Tech Insight : Why Is Printer Ink So Expensive?
After a recent ‘Which?’ survey found that some branded printer ink costs more than some champagnes, we take a look at the reasons why printer ink is so expensive.
The Recent ‘Which?’ Survey
The survey by consumer watchdog Which? asked more than 10,000 inkjet printer owners about their ink shopping experiences regarding both original-branded and third-party brands. Not only did the survey find that there were (as has been the case for a long time) big differences between the price of branded and third-party printer ink cartridges, but also that “Branded ink from popular printer manufacturers is crazily expensive. Per millilitre, it’s more expensive than some of the most luxurious liquids, 32-year-old Scotch whisky and champagne included.” In fact, Which? found that Ink bought from the manufacturer can be up to 286 percent more expensive than buying third-party inks.
Which? conducts annual surveys about printer ink prices and performance and third-party ink brands often rate at the top of their tables for factors such as ease-of-use (cartridges), print quality and value for money. If cheaper third-party ink cartridges are valued so much by customers, the question must be asked, why is printer ink, particularly branded printer ink, so expensive?

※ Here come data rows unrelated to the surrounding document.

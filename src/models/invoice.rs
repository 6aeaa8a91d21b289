// src/models/invoice.rs

use chrono::{DateTime, NaiveDate, Utc};
use serde::{Deserialize, Serialize};
use utoipa::ToSchema;
use uuid::Uuid;
use validator::Validate;

#[derive(Debug, Clone, Copy, PartialEq, Eq, Serialize, Deserialize, sqlx::Type, ToSchema)]
#[sqlx(type_name = "invoice_status", rename_all = "snake_case")]
#[serde(rename_all = "snake_case")]
pub enum InvoiceStatus {
    Unpaid,
    Paid,
}

#[derive(Debug, Clone, Copy, PartialEq, Eq, Serialize, Deserialize, sqlx::Type, ToSchema)]
#[sqlx(type_name = "pay_method", rename_all = "snake_case")]
#[serde(rename_all = "snake_case")]
pub enum PayMethod {
    Transfer,
    Cash,
    Other,
}

// An invoice row as stored.
#[derive(Debug, Clone, Serialize, sqlx::FromRow, ToSchema)]
pub struct Invoice {
    pub id: Uuid,
    pub property_id: String,
    pub tenant_id: Uuid,
    pub room_id: Uuid,
    pub period: String,
    pub invoice_no: String,
    pub amount: i64,
    pub status: InvoiceStatus,
    pub paid_at: Option<DateTime<Utc>>,
    pub created_at: DateTime<Utc>,
}

// Invoice joined with tenant + room for the period listing.
#[derive(Debug, Clone, Serialize, sqlx::FromRow, ToSchema)]
pub struct InvoiceWithTenant {
    pub id: Uuid,
    pub tenant_id: Uuid,
    pub room_id: Uuid,
    pub period: String,
    pub invoice_no: String,
    pub amount: i64,
    pub status: InvoiceStatus,
    pub paid_at: Option<DateTime<Utc>>,
    pub tenant_name: String,
    pub move_in_date: NaiveDate,
    pub room_no: i32,
}

/// An active tenant with the room's current monthly rate, as fetched for
/// invoice generation.
#[derive(Debug, Clone, sqlx::FromRow)]
pub struct BillableTenant {
    pub id: Uuid,
    pub room_id: Uuid,
    pub name: String,
    pub room_no: i32,
    pub monthly_rate: i64,
}

/// One invoice the generator decided to create. The amount is the room rate
/// at planning time; later rate changes do not touch it.
#[derive(Debug, Clone, Serialize, ToSchema)]
pub struct PlannedInvoice {
    #[serde(skip_serializing)]
    #[schema(ignore)]
    pub tenant_id: Uuid,
    #[serde(skip_serializing)]
    #[schema(ignore)]
    pub room_id: Uuid,
    pub invoice_no: String,
    pub tenant_name: String,
    pub room_no: i32,
    pub amount: i64,
}

#[derive(Debug, Serialize, ToSchema)]
pub struct GenerateInvoicesResponse {
    pub period: String,
    pub created_count: usize,
    pub invoices: Vec<CreatedInvoice>,
}

#[derive(Debug, Serialize, ToSchema)]
pub struct CreatedInvoice {
    pub id: Uuid,
    pub invoice_no: String,
    pub tenant_name: String,
    pub room_no: i32,
    pub amount: i64,
}

#[derive(Debug, Serialize, ToSchema)]
pub struct InvoiceListResponse {
    pub period: String,
    pub invoices: Vec<InvoiceWithTenant>,
}

#[derive(Debug, Deserialize, Validate, ToSchema)]
pub struct CreatePaymentPayload {
    pub invoice_id: Uuid,
    #[validate(range(min = 1, message = "Jumlah harus bilangan positif"))]
    pub amount: i64,
    pub method: PayMethod,
    pub proof_key: Option<String>,
    #[validate(length(max = 500, message = "Catatan maksimal 500 karakter"))]
    pub notes: Option<String>,
    pub paid_at: Option<DateTime<Utc>>,
}

#[derive(Debug, Serialize, ToSchema)]
pub struct PaymentResponse {
    pub payment_id: Uuid,
    pub invoice_id: Uuid,
    pub status: InvoiceStatus,
    pub paid_at: DateTime<Utc>,
    #[serde(skip_serializing_if = "Option::is_none")]
    pub warning: Option<String>,
}
// src/middleware/rbac.rs

use std::marker::PhantomData;

use axum::{extract::FromRequestParts, http::request::Parts};

use crate::{common::error::AppError, models::auth::{AuthUser, Role}};

/// A role gate a route can require.
pub trait RoleGate: Send + Sync + 'static {
    fn allows(role: Role) -> bool;
    fn denied_message() -> &'static str;
}

/// `admin_utama` only: user management, full settings.
pub struct OwnerOnly;
impl RoleGate for OwnerOnly {
    fn allows(role: Role) -> bool {
        role.is_owner()
    }
    fn denied_message() -> &'static str {
        "Hanya admin utama yang dapat melakukan aksi ini"
    }
}

/// `admin_utama` or `admin`: mutate rooms, tenants, expenses, settings.
pub struct AdminOnly;
impl RoleGate for AdminOnly {
    fn allows(role: Role) -> bool {
        role.is_admin()
    }
    fn denied_message() -> &'static str {
        "Anda tidak memiliki akses untuk aksi ini"
    }
}

/// Extractor-guard: adding `RequireRole<AdminOnly>` to a handler's arguments
/// rejects the call with 403 before the body runs. Relies on the auth guard
/// having inserted the user into the extensions.
pub struct RequireRole<T: RoleGate>(PhantomData<T>);

impl<T, S> FromRequestParts<S> for RequireRole<T>
where
    T: RoleGate,
    S: Send + Sync,
{
    type Rejection = AppError;

    async fn from_request_parts(parts: &mut Parts, _state: &S) -> Result<Self, Self::Rejection> {
        let user = parts
            .extensions
            .get::<AuthUser>()
            .ok_or_else(|| AppError::unauthorized("Token tidak ditemukan"))?;

        if !T::allows(user.role) {
            return Err(AppError::forbidden(T::denied_message()));
        }
        Ok(RequireRole(PhantomData))
    }
}

#[cfg(test)]
mod tests {
    use super::*;

    #[test]
    fn owner_gate_admits_only_admin_utama() {
        assert!(OwnerOnly::allows(Role::AdminUtama));
        assert!(!OwnerOnly::allows(Role::Admin));
        assert!(!OwnerOnly::allows(Role::Petugas));
    }

    #[test]
    fn admin_gate_admits_both_admin_tiers() {
        assert!(AdminOnly::allows(Role::AdminUtama));
        assert!(AdminOnly::allows(Role::Admin));
        assert!(!AdminOnly::allows(Role::Petugas));
    }
}
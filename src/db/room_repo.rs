// src/db/room_repo.rs

use sqlx::{PgPool, Postgres, QueryBuilder};
use uuid::Uuid;

use crate::{
    common::error::AppError,
    models::room::{RoomWithTenant, UpdateRoomPayload},
};

#[derive(Clone)]
pub struct RoomRepository {
    pool: PgPool,
}

impl RoomRepository {
    pub fn new(pool: PgPool) -> Self {
        Self { pool }
    }

    // Rooms with their active tenant (at most one by schema constraint).
    pub async fn list_with_tenant(
        &self,
        property_id: &str,
    ) -> Result<Vec<RoomWithTenant>, AppError> {
        let rooms = sqlx::query_as::<_, RoomWithTenant>(
            r#"
            SELECT r.id, r.property_id, r.room_no, r.monthly_rate, r.is_active, r.created_at,
                   t.id AS tenant_id, t.name AS tenant_name
            FROM rooms r
            LEFT JOIN tenants t ON t.room_id = r.id AND t.is_active
            WHERE r.property_id = $1
            ORDER BY r.room_no
            "#,
        )
        .bind(property_id)
        .fetch_all(&self.pool)
        .await?;
        Ok(rooms)
    }

    pub async fn create(
        &self,
        property_id: &str,
        room_no: i32,
        monthly_rate: i64,
    ) -> Result<Uuid, AppError> {
        let id: Uuid = sqlx::query_scalar(
            r#"
            INSERT INTO rooms (property_id, room_no, monthly_rate)
            VALUES ($1, $2, $3)
            RETURNING id
            "#,
        )
        .bind(property_id)
        .bind(room_no)
        .bind(monthly_rate)
        .fetch_one(&self.pool)
        .await
        .map_err(|e| match e {
            sqlx::Error::Database(ref db) if db.is_unique_violation() => {
                AppError::conflict("Nomor kamar sudah dipakai")
            }
            other => AppError::from(other),
        })?;
        Ok(id)
    }

    pub async fn update(&self, id: Uuid, input: &UpdateRoomPayload) -> Result<u64, AppError> {
        let mut qb: QueryBuilder<Postgres> = QueryBuilder::new("UPDATE rooms SET ");
        let mut sets = qb.separated(", ");
        if let Some(rate) = input.monthly_rate {
            sets.push("monthly_rate = ");
            sets.push_bind_unseparated(rate);
        }
        if let Some(active) = input.is_active {
            sets.push("is_active = ");
            sets.push_bind_unseparated(active);
        }
        qb.push(" WHERE id = ");
        qb.push_bind(id);
        let result = qb.build().execute(&self.pool).await?;
        Ok(result.rows_affected())
    }

    /// Settings bulk update: one rate for every room of the property.
    pub async fn bulk_rate(&self, property_id: &str, rate: i64) -> Result<u64, AppError> {
        let result = sqlx::query("UPDATE rooms SET monthly_rate = $1 WHERE property_id = $2")
            .bind(rate)
            .bind(property_id)
            .execute(&self.pool)
            .await?;
        Ok(result.rows_affected())
    }
}
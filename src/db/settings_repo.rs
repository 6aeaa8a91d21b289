// src/db/settings_repo.rs

use sqlx::{PgPool, Postgres, QueryBuilder};

use crate::{
    common::error::AppError,
    models::settings::{Settings, UpdateSettingsPayload},
};

#[derive(Clone)]
pub struct SettingsRepository {
    pool: PgPool,
}

impl SettingsRepository {
    pub fn new(pool: PgPool) -> Self {
        Self { pool }
    }

    /// Inserts the property's settings row if it does not exist yet. Called
    /// once at startup so every later read can assume the singleton.
    pub async fn ensure(&self, property_id: &str) -> Result<(), AppError> {
        sqlx::query(
            r#"
            INSERT INTO settings (property_id)
            VALUES ($1)
            ON CONFLICT (property_id) DO NOTHING
            "#,
        )
        .bind(property_id)
        .execute(&self.pool)
        .await?;
        Ok(())
    }

    pub async fn get(&self, property_id: &str) -> Result<Settings, AppError> {
        let settings =
            sqlx::query_as::<_, Settings>("SELECT * FROM settings WHERE property_id = $1")
                .bind(property_id)
                .fetch_optional(&self.pool)
                .await?;
        settings.ok_or_else(|| AppError::not_found("Pengaturan tidak ditemukan"))
    }

    pub async fn update(
        &self,
        property_id: &str,
        input: &UpdateSettingsPayload,
    ) -> Result<Settings, AppError> {
        let mut qb: QueryBuilder<Postgres> = QueryBuilder::new("UPDATE settings SET ");
        let mut sets = qb.separated(", ");
        if let Some(rate) = input.default_monthly_rate {
            sets.push("default_monthly_rate = ");
            sets.push_bind_unseparated(rate);
        }
        if let Some(deposit) = input.default_deposit {
            sets.push("default_deposit = ");
            sets.push_bind_unseparated(deposit);
        }
        if let Some(ref rules) = input.reminder_rules {
            sets.push("reminder_rules = ");
            sets.push_bind_unseparated(rules.clone());
        }
        if let Some(ref key) = input.groq_api_key {
            sets.push("groq_api_key = ");
            sets.push_bind_unseparated(key.clone());
        }
        if let Some(ref sa) = input.google_service_account_json {
            sets.push("google_service_account_json = ");
            sets.push_bind_unseparated(sa.clone());
        }
        if let Some(ref id) = input.sheets_spreadsheet_id {
            sets.push("sheets_spreadsheet_id = ");
            sets.push_bind_unseparated(id.clone());
        }
        if let Some(ref name) = input.sheets_income_sheet_name {
            sets.push("sheets_income_sheet_name = ");
            sets.push_bind_unseparated(name.clone());
        }
        if let Some(ref name) = input.sheets_expense_sheet_name {
            sets.push("sheets_expense_sheet_name = ");
            sets.push_bind_unseparated(name.clone());
        }
        sets.push("updated_at = NOW()");
        qb.push(" WHERE property_id = ");
        qb.push_bind(property_id.to_string());
        qb.push(" RETURNING *");

        let settings = qb
            .build_query_as::<Settings>()
            .fetch_one(&self.pool)
            .await?;
        Ok(settings)
    }
}
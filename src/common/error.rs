// src/common/error.rs

use axum::{
    Json,
    http::StatusCode,
    response::{IntoResponse, Response},
};
use serde_json::json;
use thiserror::Error;

// Application error taxonomy. Every variant maps to a fixed machine code and
// HTTP status in `IntoResponse`; the JSON envelope is always
// `{"error": {"code", "message", "details"?}}`.
#[derive(Debug, Error)]
pub enum AppError {
    #[error("Invalid input")]
    Validation(#[from] validator::ValidationErrors),

    #[error("{0}")]
    BadRequest(String),

    #[error("{0}")]
    Unauthorized(String),

    #[error("{0}")]
    Forbidden(String),

    #[error("{0}")]
    NotFound(String),

    #[error("{0}")]
    Conflict(String),

    // A primary third-party call (OCR oracle) failed hard.
    #[error("{0}")]
    Integration(String),

    #[error("Database error")]
    Database(#[from] sqlx::Error),

    #[error("Bcrypt error: {0}")]
    Bcrypt(#[from] bcrypt::BcryptError),

    #[error("JWT error: {0}")]
    Jwt(#[from] jsonwebtoken::errors::Error),

    #[error("Internal server error")]
    Internal(#[from] anyhow::Error),
}

impl AppError {
    pub fn bad_request(msg: impl Into<String>) -> Self {
        Self::BadRequest(msg.into())
    }

    pub fn unauthorized(msg: impl Into<String>) -> Self {
        Self::Unauthorized(msg.into())
    }

    pub fn forbidden(msg: impl Into<String>) -> Self {
        Self::Forbidden(msg.into())
    }

    pub fn not_found(msg: impl Into<String>) -> Self {
        Self::NotFound(msg.into())
    }

    pub fn conflict(msg: impl Into<String>) -> Self {
        Self::Conflict(msg.into())
    }
}

impl IntoResponse for AppError {
    fn into_response(self) -> Response {
        let (status, code, message) = match self {
            // Validation carries per-field detail back to the form.
            AppError::Validation(errors) => {
                let mut details = std::collections::HashMap::new();
                for (field, field_errors) in errors.field_errors() {
                    let messages: Vec<String> = field_errors
                        .iter()
                        .filter_map(|e| e.message.as_ref().map(|m| m.to_string()))
                        .collect();
                    details.insert(field.to_string(), messages);
                }
                let body = Json(json!({
                    "error": {
                        "code": "VALIDATION",
                        "message": "Invalid input",
                        "details": details,
                    }
                }));
                return (StatusCode::BAD_REQUEST, body).into_response();
            }
            AppError::BadRequest(msg) => (StatusCode::BAD_REQUEST, "VALIDATION", msg),
            AppError::Unauthorized(msg) => (StatusCode::UNAUTHORIZED, "UNAUTHORIZED", msg),
            AppError::Jwt(_) => (
                StatusCode::UNAUTHORIZED,
                "UNAUTHORIZED",
                "Token tidak valid atau sudah kedaluwarsa".to_string(),
            ),
            AppError::Forbidden(msg) => (StatusCode::FORBIDDEN, "FORBIDDEN", msg),
            AppError::NotFound(msg) => (StatusCode::NOT_FOUND, "NOT_FOUND", msg),
            AppError::Conflict(msg) => (StatusCode::CONFLICT, "CONFLICT", msg),
            AppError::Integration(msg) => {
                tracing::warn!("Integration failure: {}", msg);
                (StatusCode::BAD_GATEWAY, "INTEGRATION", msg)
            }
            // Everything else is a 500; the detailed cause goes to the log,
            // never to the client.
            ref e => {
                tracing::error!("Internal server error: {:?}", e);
                (
                    StatusCode::INTERNAL_SERVER_ERROR,
                    "INTERNAL",
                    "Terjadi kesalahan pada server".to_string(),
                )
            }
        };

        let body = Json(json!({ "error": { "code": code, "message": message } }));
        (status, body).into_response()
    }
}
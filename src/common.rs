pub mod error;
pub mod period;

The reasons why some printer ink suppliers can successfully charge higher prices include:
– In buyer-behaviour terms, the general effect of brand-power on consumers perception, trust, and choice, plus the motivation to avoid negative reinforcement, and post-purchase dissonance are reasons why higher-priced branded cartridges may be purchased. Consumers are generally conditioned to believe that ‘you get what you pay for’ and are more likely to trust the ink which has the same brand as the printer and may assume that buying the same brand will give them a better chance of satisfaction and of avoiding a negative outcome and negative feelings about their choices and their judgement.
– Some customers believe that third-party ink cartridges won’t work in their printer. Which? found that although almost half of printer ink buyers (43 percent) have this concern when, in fact, only 11 percent of printer ink buyers have actually found this to be the case.
– According to Which?, unlike other inkjet printers, HP printers use ‘dynamic security’, which recognises cartridges that aren’t HP branded and stops them from working. This effectively stops customers from buying cheaper, third-party cartridges, thereby allowing HP to maintain higher prices. It is worth noting however that HP says that customers have the option to use HP Instant Ink, which is a subscription service where, it is claimed, that customers could save up to 70 percent.
– As highlighted in the Which? survey, 30 percent of people think that third-party inks are more likely to leak and could damage their printer. This belief is another reason why higher-priced branded cartridges are often purchased instead of lower-cost alternatives that are equal in performance.
– Selling the printer as a loss leader (i.e. selling the printer at a low price and the cartridges at a high price) is another way of tying customers into buying the compatible ink at a high profit-margin.
– Using distribution tactics such as striking deals with big shops/supermarkets/chain stores could enable big printer (ink) brands to limit the sale of cheaper, compatible, third-party alternatives.
– Using pricing tactics such as price skimming (i.e. simply charging a high price to customers with price inelastic demand) is another way that printer/ink big brands could charge higher prices.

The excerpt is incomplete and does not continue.